Currently hosted on netmon1003 and netmon2002.

Replaces Observium which ran on Streber.

  • Software is not installed via Debian package
  • Software installed in: /srv/deployment/librenms/
  • RRD data stored in: /srv/librenms/
  • User creds are stored in MySQL: # grep auth_mechanism /srv/deployment/librenms/librenms/config.php
  • Authentication is done via LDAP

How to

Add a device to LibreNMS

Configure the read only v2c SNMP community on the device

Via webUI:

https://librenms.wikimedia.org/addhost/

And use the device FQDN, keep all the other fields as it (and do not force add it).

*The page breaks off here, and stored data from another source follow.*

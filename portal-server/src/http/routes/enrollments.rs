//! Enrollment endpoints

use axum::{extract::State, http::StatusCode, routing::get, Json, Router};
use chrono::NaiveDate;
use serde::{Deserialize, Serialize};

use crate::http::error::ApiError;
use crate::http::extractors::{ValidJson, ValidPagination};
use crate::models::{Enrollment, NewEnrollment};
use crate::service::RecordService;
use crate::state::AppState;

/// Create enrollment request
#[derive(Debug, Deserialize)]
pub struct EnrollmentCreate {
    pub student_id: i64,
    pub course_id: i64,
    pub grade: Option<String>,
}

/// Enrollment response
#[derive(Debug, Serialize, Deserialize)]
pub struct EnrollmentResponse {
    pub enrollment_id: i64,
    pub student_id: i64,
    pub course_id: i64,
    pub grade: Option<String>,
    pub enrollment_date: NaiveDate,
}

impl From<Enrollment> for EnrollmentResponse {
    fn from(e: Enrollment) -> Self {
        Self {
            enrollment_id: e.enrollment_id,
            student_id: e.student_id,
            course_id: e.course_id,
            grade: e.grade,
            enrollment_date: e.enrollment_date,
        }
    }
}

/// POST /enrollments/ - enroll a student in a course
async fn create_enrollment(
    State(state): State<AppState>,
    ValidJson(req): ValidJson<EnrollmentCreate>,
) -> Result<(StatusCode, Json<EnrollmentResponse>), ApiError> {
    let enrollment = NewEnrollment::new(req.student_id, req.course_id, req.grade.as_deref())?;
    let created = RecordService::new(state.store())
        .create_enrollment(enrollment)
        .await?;

    Ok((StatusCode::CREATED, Json(EnrollmentResponse::from(created))))
}

/// GET /enrollments/ - list enrollments
async fn list_enrollments(
    State(state): State<AppState>,
    ValidPagination(page): ValidPagination,
) -> Result<Json<Vec<EnrollmentResponse>>, ApiError> {
    let enrollments = RecordService::new(state.store())
        .list_enrollments(page)
        .await?;
    Ok(Json(enrollments.into_iter().map(EnrollmentResponse::from).collect()))
}

/// Enrollment routes
pub fn router() -> Router<AppState> {
    Router::new()
        .route("/enrollments", get(list_enrollments).post(create_enrollment))
        .route("/enrollments/", get(list_enrollments).post(create_enrollment))
}
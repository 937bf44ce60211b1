//! HTTP server layer
//!
//! Axum server with:
//! - CORS (localhost only by default)
//! - Request tracing and timeout
//! - Graceful shutdown
//! - JSON error responses

pub mod server;
pub mod error;
pub mod extractors;
pub mod routes;

pub use server::{build_router, run_server, ServerConfig};
pub use error::ApiError;
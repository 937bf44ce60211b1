//! Student input and record types

use chrono::{DateTime, NaiveDate, Utc};
use sqlx::FromRow;

use super::validation::required_text;
use super::{EmailAddress, ValidationError};

/// Maximum length for first and last names
pub const MAX_NAME_LEN: usize = 100;

/// Validated student fields, used for both create and full-replace update
#[derive(Debug, Clone, PartialEq, Eq)]
pub struct NewStudent {
    pub first_name: String,
    pub last_name: String,
    pub email: EmailAddress,
    pub date_of_birth: Option<NaiveDate>,
}

impl NewStudent {
    /// Validate raw student fields.
    ///
    /// # Rules
    /// - Names are trimmed, non-empty, max 100 characters
    /// - Email must be a syntactically valid address
    pub fn new(
        first_name: &str,
        last_name: &str,
        email: &str,
        date_of_birth: Option<NaiveDate>,
    ) -> Result<Self, ValidationError> {
        Ok(Self {
            first_name: required_text("first_name", first_name, MAX_NAME_LEN)?,
            last_name: required_text("last_name", last_name, MAX_NAME_LEN)?,
            email: EmailAddress::new(email)?,
            date_of_birth,
        })
    }
}

/// Student record as stored
#[derive(Debug, Clone, PartialEq, Eq, FromRow)]
pub struct Student {
    pub student_id: i64,
    pub first_name: String,
    pub last_name: String,
    pub email: String,
    pub date_of_birth: Option<NaiveDate>,
    pub created_at: DateTime<Utc>,
}

#[cfg(test)]
mod tests {
    use super::*;

    #[test]
    fn trims_names_and_normalizes_email() {
        let student = NewStudent::new(" Ada ", "Lovelace ", "ada@EXAMPLE.com", None).unwrap();
        assert_eq!(student.first_name, "Ada");
        assert_eq!(student.last_name, "Lovelace");
        assert_eq!(student.email.as_str(), "ada@example.com");
    }

    #[test]
    fn rejects_blank_last_name() {
        let err = NewStudent::new("Ada", "", "ada@example.com", None).unwrap_err();
        assert_eq!(err, ValidationError::Empty { field: "last_name" });
    }

    #[test]
    fn rejects_invalid_email() {
        let err = NewStudent::new("Ada", "Lovelace", "ada", None).unwrap_err();
        assert!(matches!(err, ValidationError::InvalidFormat { field: "email", .. }));
    }
}
//! Embedded schema migrations

use sqlx::migrate::{MigrateError, Migrator};
use sqlx::PgPool;

/// Migrations compiled in from `portal-server/migrations`
pub static MIGRATOR: Migrator = sqlx::migrate!("./migrations");

/// Apply any pending migrations.
pub async fn run(pool: &PgPool) -> Result<(), MigrateError> {
    tracing::info!("Running portal migrations...");
    MIGRATOR.run(pool).await?;
    tracing::info!("Migrations up to date");
    Ok(())
}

Note: because of a bug, set port to "161".

The device should be discovered and polled in the next 10min.

Via CLI:

$ ssh librenms.wikimedia.org
$ cd /srv/deployment/librenms/librenms
$ sudo -u librenms ./lnms device:add --v2c -c <snmp_community> <device_fqdn>
Added device <fqdn> (XXX)
$ sudo -u librenms php discovery.php -h <fqdn> && sudo -u librenms php poller.php -h <fqdn>

Upgrade LibreNMS

Updating LibreNMS in our repositories

Let's assume your remote is configured like the following. And we're tracking new versions in different branches.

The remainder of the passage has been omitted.